— About this task —
Every record must be copied exactly, from first line to last.

— Supplied information —
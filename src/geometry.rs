use crate::label::YoloLabel;

/// Bounding box in image pixels, top-left origin
#[derive(Debug, Clone, Copy, PartialEq, Default)]
pub struct BoundingBox {
    pub x: f32,
    pub y: f32,
    pub width: f32,
    pub height: f32,
}

/// Resize handle of a box
#[derive(Debug, Clone, Copy, PartialEq, Eq)]
pub enum Corner {
    TopLeft,
    BottomRight,
}

impl BoundingBox {
    pub fn new(x: f32, y: f32, width: f32, height: f32) -> Self {
        Self { x, y, width, height }
    }

    pub fn from_corners(x1: f32, y1: f32, x2: f32, y2: f32) -> Self {
        Self {
            x: x1,
            y: y1,
            width: x2 - x1,
            height: y2 - y1,
        }
    }

    /// Convert a normalized YOLO label into pixels of an `img_w` x `img_h` image
    pub fn from_label(label: &YoloLabel, img_w: u32, img_h: u32) -> Self {
        let (img_w, img_h) = (img_w as f32, img_h as f32);
        Self {
            x: (label.cx - label.w / 2.0) * img_w,
            y: (label.cy - label.h / 2.0) * img_h,
            width: label.w * img_w,
            height: label.h * img_h,
        }
    }

    /// Convert back into a normalized YOLO label
    pub fn to_label(&self, class_id: u32, img_w: u32, img_h: u32) -> YoloLabel {
        let (img_w, img_h) = (img_w as f32, img_h as f32);
        YoloLabel {
            class_id,
            cx: (self.x + self.width / 2.0) / img_w,
            cy: (self.y + self.height / 2.0) / img_h,
            w: self.width / img_w,
            h: self.height / img_h,
        }
    }

    pub fn right(&self) -> f32 {
        self.x + self.width
    }

    pub fn bottom(&self) -> f32 {
        self.y + self.height
    }

    pub fn area(&self) -> f32 {
        self.width * self.height
    }

    pub fn contains(&self, px: f32, py: f32) -> bool {
        let b = self.normalized();
        px >= b.x && px <= b.right() && py >= b.y && py <= b.bottom()
    }

    /// Same rectangle with non-negative width and height
    pub fn normalized(&self) -> Self {
        let (x1, x2) = (self.x.min(self.right()), self.x.max(self.right()));
        let (y1, y2) = (self.y.min(self.bottom()), self.y.max(self.bottom()));
        Self::from_corners(x1, y1, x2, y2)
    }

    pub fn clamp_to(&self, img_w: u32, img_h: u32) -> Self {
        let b = self.normalized();
        let (w, h) = (img_w as f32, img_h as f32);
        Self::from_corners(
            b.x.clamp(0.0, w),
            b.y.clamp(0.0, h),
            b.right().clamp(0.0, w),
            b.bottom().clamp(0.0, h),
        )
    }

    pub fn intersection(&self, other: &BoundingBox) -> Option<BoundingBox> {
        let a = self.normalized();
        let b = other.normalized();
        let x1 = a.x.max(b.x);
        let y1 = a.y.max(b.y);
        let x2 = a.right().min(b.right());
        let y2 = a.bottom().min(b.bottom());
        if x2 <= x1 || y2 <= y1 {
            return None;
        }
        Some(Self::from_corners(x1, y1, x2, y2))
    }

    /// Smallest rectangle covering both boxes
    pub fn union(&self, other: &BoundingBox) -> BoundingBox {
        let a = self.normalized();
        let b = other.normalized();
        Self::from_corners(
            a.x.min(b.x),
            a.y.min(b.y),
            a.right().max(b.right()),
            a.bottom().max(b.bottom()),
        )
    }

    /// Intersection over union
    pub fn iou(&self, other: &BoundingBox) -> f32 {
        let Some(inter) = self.intersection(other) else {
            return 0.0;
        };
        let inter_area = inter.area();
        let union_area = self.normalized().area() + other.normalized().area() - inter_area;
        if union_area <= 0.0 {
            return 0.0;
        }
        inter_area / union_area
    }

    /// Intersection over the smaller of the two areas
    pub fn ios(&self, other: &BoundingBox) -> f32 {
        let Some(inter) = self.intersection(other) else {
            return 0.0;
        };
        let smaller = self.normalized().area().min(other.normalized().area());
        if smaller <= 0.0 {
            return 0.0;
        }
        inter.area() / smaller
    }

    /// Which resize handle lies within `handle` pixels of the point
    pub fn hit_corner(&self, px: f32, py: f32, handle: f32) -> Option<Corner> {
        if (px - self.x).abs() <= handle && (py - self.y).abs() <= handle {
            Some(Corner::TopLeft)
        } else if (px - self.right()).abs() <= handle && (py - self.bottom()).abs() <= handle {
            Some(Corner::BottomRight)
        } else {
            None
        }
    }

    /// The corner that stays put while `corner` is dragged
    pub fn anchor(&self, corner: Corner) -> (f32, f32) {
        let b = self.normalized();
        match corner {
            Corner::TopLeft => (b.right(), b.bottom()),
            Corner::BottomRight => (b.x, b.y),
        }
    }

    /// Box spanned by a fixed anchor and a dragged point, in either order
    pub fn spanning(anchor: (f32, f32), px: f32, py: f32) -> Self {
        Self::from_corners(anchor.0, anchor.1, px, py).normalized()
    }
}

— Answer box —
filename src/geometry.rs
use crate::label::YoloLabel;

/// Bounding box in image pixels, top-left origin
#[derive(Debug, Clone, Copy, PartialEq, Default)]
pub struct BoundingBox {
    pub x: f32,
    pub y: f32,
    pub width: f32,
    pub height: f32,
}

/// Resize handle of a box
#[derive(Debug, Clone, Copy, PartialEq, Eq)]
pub enum Corner {
    TopLeft,
    BottomRight,
}

impl BoundingBox {
    pub fn new(x: f32, y: f32, width: f32, height: f32) -> Self {
        Self { x, y, width, height }
    }

    pub fn from_corners(x1: f32, y1: f32, x2: f32, y2: f32) -> Self {
        Self {
            x: x1,
            y: y1,
            width: x2 - x1,
            height: y2 - y1,
        }
    }

    /// Convert a normalized YOLO label into pixels of an `img_w` x `img_h` image
    pub fn from_label(label: &YoloLabel, img_w: u32, img_h: u32) -> Self {
        let (img_w, img_h) = (img_w as f32, img_h as f32);
        Self {
            x: (label.cx - label.w / 2.0) * img_w,
            y: (label.cy - label.h / 2.0) * img_h,
            width: label.w * img_w,
            height: label.h * img_h,
        }
    }

    /// Convert back into a normalized YOLO label
    pub fn to_label(&self, class_id: u32, img_w: u32, img_h: u32) -> YoloLabel {
        let (img_w, img_h) = (img_w as f32, img_h as f32);
        YoloLabel {
            class_id,
            cx: (self.x + self.width / 2.0) / img_w,
            cy: (self.y + self.height / 2.0) / img_h,
            w: self.width / img_w,
            h: self.height / img_h,
        }
    }

    pub fn right(&self) -> f32 {
        self.x + self.width
    }

    pub fn bottom(&self) -> f32 {
        self.y + self.height
    }

    pub fn area(&self) -> f32 {
        self.width * self.height
    }

    pub fn contains(&self, px: f32, py: f32) -> bool {
        let b = self.normalized();
        px >= b.x && px <= b.right() && py >= b.y && py <= b.bottom()
    }

    /// Same rectangle with non-negative width and height
    pub fn normalized(&self) -> Self {
        let (x1, x2) = (self.x.min(self.right()), self.x.max(self.right()));
        let (y1, y2) = (self.y.min(self.bottom()), self.y.max(self.bottom()));
        Self::from_corners(x1, y1, x2, y2)
    }

    pub fn clamp_to(&self, img_w: u32, img_h: u32) -> Self {
        let b = self.normalized();
        let (w, h) = (img_w as f32, img_h as f32);
        Self::from_corners(
            b.x.clamp(0.0, w),
            b.y.clamp(0.0, h),
            b.right().clamp(0.0, w),
            b.bottom().clamp(0.0, h),
        )
    }

    pub fn intersection(&self, other: &BoundingBox) -> Option<BoundingBox> {
        let a = self.normalized();
        let b = other.normalized();
        let x1 = a.x.max(b.x);
        let y1 = a.y.max(b.y);
        let x2 = a.right().min(b.right());
        let y2 = a.bottom().min(b.bottom());
        if x2 <= x1 || y2 <= y1 {
            return None;
        }
        Some(Self::from_corners(x1, y1, x2, y2))
    }

    /// Smallest rectangle covering both boxes
    pub fn union(&self, other: &BoundingBox) -> BoundingBox {
        let a = self.normalized();
        let b = other.normalized();
        Self::from_corners(
            a.x.min(b.x),
            a.y.min(b.y),
            a.right().max(b.right()),
            a.bottom().max(b.bottom()),
        )
    }

    /// Intersection over union
    pub fn iou(&self, other: &BoundingBox) -> f32 {
        let Some(inter) = self.intersection(other) else {
            return 0.0;
        };
        let inter_area = inter.area();
        let union_area = self.normalized().area() + other.normalized().area() - inter_area;
        if union_area <= 0.0 {
            return 0.0;
        }
        inter_area / union_area
    }

    /// Intersection over the smaller of the two areas
    pub fn ios(&self, other: &BoundingBox) -> f32 {
        let Some(inter) = self.intersection(other) else {
            return 0.0;
        };
        let smaller = self.normalized().area().min(other.normalized().area());
        if smaller <= 0.0 {
            return 0.0;
        }
        inter.area() / smaller
    }

    /// Which resize handle lies within `handle` pixels of the point
    pub fn hit_corner(&self, px: f32, py: f32, handle: f32) -> Option<Corner> {
        if (px - self.x).abs() <= handle && (py - self.y).abs() <= handle {
            Some(Corner::TopLeft)
        } else if (px - self.right()).abs() <= handle && (py - self.bottom()).abs() <= handle {
            Some(Corner::BottomRight)
        } else {
            None
        }
    }

    /// The corner that stays put while `corner` is dragged
    pub fn anchor(&self, corner: Corner) -> (f32, f32) {
        let b = self.normalized();
        match corner {
            Corner::TopLeft => (b.right(), b.bottom()),
            Corner::BottomRight => (b.x, b.y),
        }
    }

    /// Box spanned by a fixed anchor and a dragged point, in either order
    pub fn spanning(anchor: (f32, f32), px: f32, py: f32) -> Self {
        Self::from_corners(anchor.0, anchor.1, px, py).normalized()
    }
}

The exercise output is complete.